The ttd-dls gradient is around -4 mb...and thus moderate offshore
flow in place. A weak northerly gradient exists in the valley an
thus northerly flow is showing up in observation. This flow is in response
to the thermal trough pushing north up the Oregon coast. Fog
satellite product suggest fog is confined to river valleys with
patches about elsewhere. Soundings show pretty dry air above the
surface thus expecting much less in the way of fog this
morning...but with the lower dewpoints in place expect areas of
frost and a chilly start again.
Today still looks to be a sunny and seasonally warm day. Climatology
from sle for 850 temperatures suggest normal values...or 50th
percentile values...around 1c. Forecast values will be about 5-6c per
the NAM or 6-8c per the GFS/ec and slightly higher per the rap...and
these readings fall into the 85th-90th percentile. Normal highs in
the valley are 55-56. MOS guidance is going for low to middle 60s and
sref plumes show minimal spread and are in a similar ballpark. Feel
the higher end is warranted given slightly better mixing today and
the thermal low moving overhead a simply a nice Spring day. Meanwhile
at the coast...the offshore gradients will be strongest this
morning...but the offshore flow will not likely hold off the
seabreeze later today. So expect highs this morning before the
onshore flow kicks in and possibly some marine clouds moving in
later it the day. Will attempt to reflect this in the hourly temperature
grids. There may be some coastal low clouds developing as well.

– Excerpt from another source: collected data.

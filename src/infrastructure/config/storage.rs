use super::app_config::AppConfig;
use directories::ProjectDirs;
use std::fs;
use std::io::Write;
use std::path::{Path, PathBuf};
use thiserror::Error;
use tracing::{info, warn};

const APP_QUALIFIER: &str = "io";
const APP_ORGANIZATION: &str = "thumbgate";
const APP_NAME: &str = "thumbgate";
const CONFIG_FILE_NAME: &str = "config.toml";

#[derive(Debug, Error)]
pub enum ConfigError {
    #[error("failed to determine config directory")]
    ConfigDirNotFound,
    #[error("io error: {0}")]
    Io(#[from] std::io::Error),
    #[error("toml serialization error: {0}")]
    TomlSer(#[from] toml::ser::Error),
    #[error("toml deserialization error: {0}")]
    TomlDe(#[from] toml::de::Error),
}

pub struct StorageManager {
    config_dir: PathBuf,
}

impl StorageManager {
    /// Create a new `StorageManager`.
    ///
    /// # Errors
    ///
    /// Returns `ConfigError` if the configuration directory cannot be determined.
    pub fn new() -> Result<Self, ConfigError> {
        let config_dir = ProjectDirs::from(APP_QUALIFIER, APP_ORGANIZATION, APP_NAME)
            .map(|dirs| dirs.config_dir().to_path_buf())
            .ok_or(ConfigError::ConfigDirNotFound)?;

        Ok(Self { config_dir })
    }

    /// Creates a new `StorageManager` with a specific directory (useful for testing).
    #[must_use]
    pub fn with_dir(path: PathBuf) -> Self {
        Self { config_dir: path }
    }

    /// Returns the configuration directory path.
    #[must_use]
    pub fn config_dir(&self) -> &Path {
        &self.config_dir
    }

    /// Ensures the configuration directory exists.
    ///
    /// # Errors
    ///
    /// Returns `ConfigError` if the directory cannot be created.
    pub fn ensure_config_dir(&self) -> Result<(), ConfigError> {
        if !self.config_dir.exists() {
            info!("Creating configuration directory at {:?}", self.config_dir);
            fs::create_dir_all(&self.config_dir)?;
        }
        Ok(())
    }

    /// Loads the application configuration.
    ///
    /// A missing file is replaced by a freshly written default; a malformed
    /// one is left untouched and defaults are used for this run.
    ///
    /// # Errors
    ///
    /// Returns `ConfigError` if the directory or file cannot be created.
    pub fn load_config(&self, path_override: Option<&Path>) -> Result<AppConfig, ConfigError> {
        self.ensure_config_dir()?;
        let config_path = path_override.map_or_else(
            || self.config_dir.join(CONFIG_FILE_NAME),
            std::path::Path::to_path_buf,
        );

        if !config_path.exists() {
            info!(
                "Config file not found at {:?}, creating default.",
                config_path
            );
            let default_config = AppConfig::default();
            if let Some(parent) = config_path.parent() {
                fs::create_dir_all(parent)?;
            }
            Self::save_to_file(&config_path, &default_config)?;
            return Ok(default_config);
        }

        let content = fs::read_to_string(&config_path)?;
        match toml::from_str::<AppConfig>(&content) {
            Ok(config) => Ok(config),
            Err(e) => {
                warn!("Failed to parse config file: {}. Using defaults.", e);
                Ok(AppConfig::default())
            }
        }
    }

    /// Saves the application configuration.
    ///
    /// # Errors
    ///
    /// Returns `ConfigError` if the file cannot be written.
    pub fn save_config(&self, config: &AppConfig) -> Result<(), ConfigError> {
        self.ensure_config_dir()?;
        let config_path = self.config_dir.join(CONFIG_FILE_NAME);
        Self::save_to_file(&config_path, config)
    }

    fn save_to_file<T: serde::Serialize>(path: &Path, data: &T) -> Result<(), ConfigError> {
        let content = toml::to_string_pretty(data)?;

        let parent = path
            .parent()
            .ok_or_else(|| std::io::Error::other("Invalid path"))?;
        let mut temp_file = tempfile::NamedTempFile::new_in(parent)?;
        temp_file.write_all(content.as_bytes())?;
        temp_file.persist(path).map_err(|e| e.error)?;

        Ok(())
    }
}

#[cfg(test)]
mod tests {
    use super::*;
    use tempfile::tempdir;

    #[test]
    fn test_ensure_config_dir_creates_directory() {
        let dir = tempdir().unwrap();
        let config_path = dir.path().join("thumbgate");
        let manager = StorageManager::with_dir(config_path.clone());

        assert!(!config_path.exists());
        manager.ensure_config_dir().unwrap();
        assert!(config_path.exists());
    }

    #[test]
    fn test_load_config_creates_default_if_missing() {
        let dir = tempdir().unwrap();
        let manager = StorageManager::with_dir(dir.path().to_path_buf());

        let config = manager.load_config(None).unwrap();
        assert!(config.use_thumbnail_store); // Default value

        let config_file = dir.path().join(CONFIG_FILE_NAME);
        assert!(config_file.exists());
    }

    #[test]
    fn test_load_config_handles_malformed_file() {
        let dir = tempdir().unwrap();
        let manager = StorageManager::with_dir(dir.path().to_path_buf());
        let config_file = dir.path().join(CONFIG_FILE_NAME);

        fs::write(&config_file, "invalid_toml = [").unwrap();

        let config = manager.load_config(None).unwrap();
        assert!(config.use_thumbnail_store);
        let content = fs::read_to_string(&config_file).unwrap();
        assert_eq!(content, "invalid_toml = [");
    }

    #[test]
    fn test_save_and_reload_config() {
        let dir = tempdir().unwrap();
        let manager = StorageManager::with_dir(dir.path().to_path_buf());

        let mut config = AppConfig::default();
        config.use_thumbnail_store = false;
        config.store.capacity = 16;

        manager.save_config(&config).unwrap();

        let loaded = manager.load_config(None).unwrap();
        assert!(!loaded.use_thumbnail_store);
        assert_eq!(loaded.store.capacity, 16);
    }

    #[test]
    fn test_load_config_honors_path_override() {
        let dir = tempdir().unwrap();
        let manager = StorageManager::with_dir(dir.path().to_path_buf());
        let override_path = dir.path().join("custom.toml");

        fs::write(&override_path, "use_thumbnail_store = false").unwrap();

        let config = manager.load_config(Some(&override_path)).unwrap();
        assert!(!config.use_thumbnail_store);
    }
}
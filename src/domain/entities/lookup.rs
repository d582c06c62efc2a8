//! Lookup outcome types shared by both backends.

use bytes::Bytes;

use super::RequestId;

/// Synchronous answer of a backend probe.
#[derive(Debug, Clone, PartialEq, Eq)]
pub enum LookupStatus {
    /// The backend holds the thumbnail; resolution completes in-line.
    Hit(Bytes),
    /// The backend definitively has nothing for this URL.
    Miss,
    /// The backend needs asynchronous work; a completion will follow.
    Pending,
    /// No backend instance exists in this deployment.
    Unavailable,
}

impl LookupStatus {
    /// Returns true if an asynchronous completion will follow.
    #[must_use]
    pub const fn is_pending(&self) -> bool {
        matches!(self, Self::Pending)
    }
}

/// Completion notification from either backend's asynchronous path.
///
/// The handle-indexed history reply and the direct store reply both collapse
/// into this shape before reaching the gateway, which from here on treats all
/// completions identically.
#[derive(Debug, Clone, PartialEq, Eq)]
pub struct LookupCompletion {
    /// The request this completion belongs to.
    pub request_id: RequestId,
    /// The thumbnail bytes, if the backend found any.
    pub thumbnail: Option<Bytes>,
}

impl LookupCompletion {
    /// Creates a completion carrying an optional payload.
    #[must_use]
    pub const fn new(request_id: RequestId, thumbnail: Option<Bytes>) -> Self {
        Self { request_id, thumbnail }
    }

    /// Completion carrying thumbnail bytes.
    #[must_use]
    pub const fn found(request_id: RequestId, bytes: Bytes) -> Self {
        Self { request_id, thumbnail: Some(bytes) }
    }

    /// Completion with nothing found.
    #[must_use]
    pub const fn empty(request_id: RequestId) -> Self {
        Self { request_id, thumbnail: None }
    }
}

/// Token the history service assigns to one of its own lookups.
///
/// Unrelated to [`RequestId`]; the two are associated by the legacy backend
/// adapter for the lifetime of a lookup.
#[derive(Debug, Clone, Copy, PartialEq, Eq, Hash)]
pub struct LookupHandle(pub u64);

impl LookupHandle {
    /// Returns the raw handle value.
    #[must_use]
    pub const fn as_u64(self) -> u64 {
        self.0
    }
}

impl std::fmt::Display for LookupHandle {
    fn fmt(&self, f: &mut std::fmt::Formatter<'_>) -> std::fmt::Result {
        write!(f, "{}", self.0)
    }
}

#[cfg(test)]
mod tests {
    use super::*;

    #[test]
    fn test_pending_predicate() {
        assert!(LookupStatus::Pending.is_pending());
        assert!(!LookupStatus::Miss.is_pending());
        assert!(!LookupStatus::Unavailable.is_pending());
    }

    #[test]
    fn test_completion_constructors() {
        let id = RequestId::new(3);
        assert_eq!(LookupCompletion::empty(id).thumbnail, None);
        let found = LookupCompletion::found(id, Bytes::from_static(b"jpeg"));
        assert_eq!(found.thumbnail, Some(Bytes::from_static(b"jpeg")));
        assert_eq!(found.request_id, id);
    }
}
//! Domain error types.

mod gateway_error;
mod resource_error;

pub use gateway_error::GatewayError;
pub use resource_error::ResourceError;
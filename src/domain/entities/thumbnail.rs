//! Store key derivation for thumbnails.

use super::PageUrl;

/// Stable key a thumbnail is stored under.
///
/// Derived by hashing the page URL, so arbitrarily long URLs collapse to a
/// fixed-width key and equal URLs always land on the same entry.
#[derive(Debug, Clone, PartialEq, Eq, Hash)]
pub struct ThumbnailKey(pub String);

impl ThumbnailKey {
    /// Derives the key for a page URL.
    #[must_use]
    pub fn from_url(url: &PageUrl) -> Self {
        use sha2::{Digest, Sha256};
        let mut hasher = Sha256::new();
        hasher.update(url.as_str().as_bytes());
        let result = hasher.finalize();
        Self(hex::encode(&result[..16]))
    }

    /// Returns the inner hex string.
    #[must_use]
    pub fn as_str(&self) -> &str {
        &self.0
    }
}

impl std::fmt::Display for ThumbnailKey {
    fn fmt(&self, f: &mut std::fmt::Formatter<'_>) -> std::fmt::Result {
        write!(f, "{}", self.0)
    }
}
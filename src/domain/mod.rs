//! Domain layer with core business entities and port definitions.

/// Entity definitions.
pub mod entities;
/// Error types.
pub mod errors;
/// Port definitions.
pub mod ports;

pub use entities::{PageUrl, RequestId, ThumbnailResponse};
pub use errors::{GatewayError, ResourceError};
pub use ports::{BackendPort, ResponseSinkPort};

High pressure will flatten late Wednesday as an upper disturbance
cruises by to the north. A decaying front will push into our northern
coastal waters on the southern end of this system. Moisture still
appears very limited with this system...with likely just some low
clouds and maybe some drizzle for the northwest coast. The ridge axis will
shift southward into western Washington later Wednesday night into
Thursday morning. This should result in some marine clouds pushing up
the Columbia River to the possibly to the Portland metropolitan area...but
the onshore gradient does not look too strong at this point. Onshore
flow and some marine low clouds Thursday morning will keep temperatures a couple
degrees cooler for Thursday...but readings remain above normal with
sun and high clouds. Looks like upper 50s.
Clouds thicken up considerably Thursday evening as the GFS and ec
remain in good agreement that a shortwave trough will slide eastward
across Washington on Friday. A warm frontal feature moves through
Thursday night for some lighter rain. Trailing cold front sinks in
Friday morning. This should send a an accompanying band of rain into
the area..with the main batch due in during the morning.. due the
best upper level dynamics and instability remaining over
Washington...there may some tendency for the Willamette Valley to be
rain shadowed Friday...especially southward towards Salem and
Eugene...with the elevated terrain favored in the afternoon as the
front moves through. The front stalls and lifts north Friday evening
as a surface high builds in...which will dry things out. /Kmd
Long term...no changes. Previous discussion follows...Friday night
through Tuesday...both the European model (ecmwf) and GFS show upper level heights
building Friday night. Models disagree whether a system will clip
the forecast area Saturday into Sunday. At this time...only the ec
is allowing this system to reach the region...with a stationary
front/boundary potentially setting up along the Washington/Oregon
border as the upper wave moves through British Columbia.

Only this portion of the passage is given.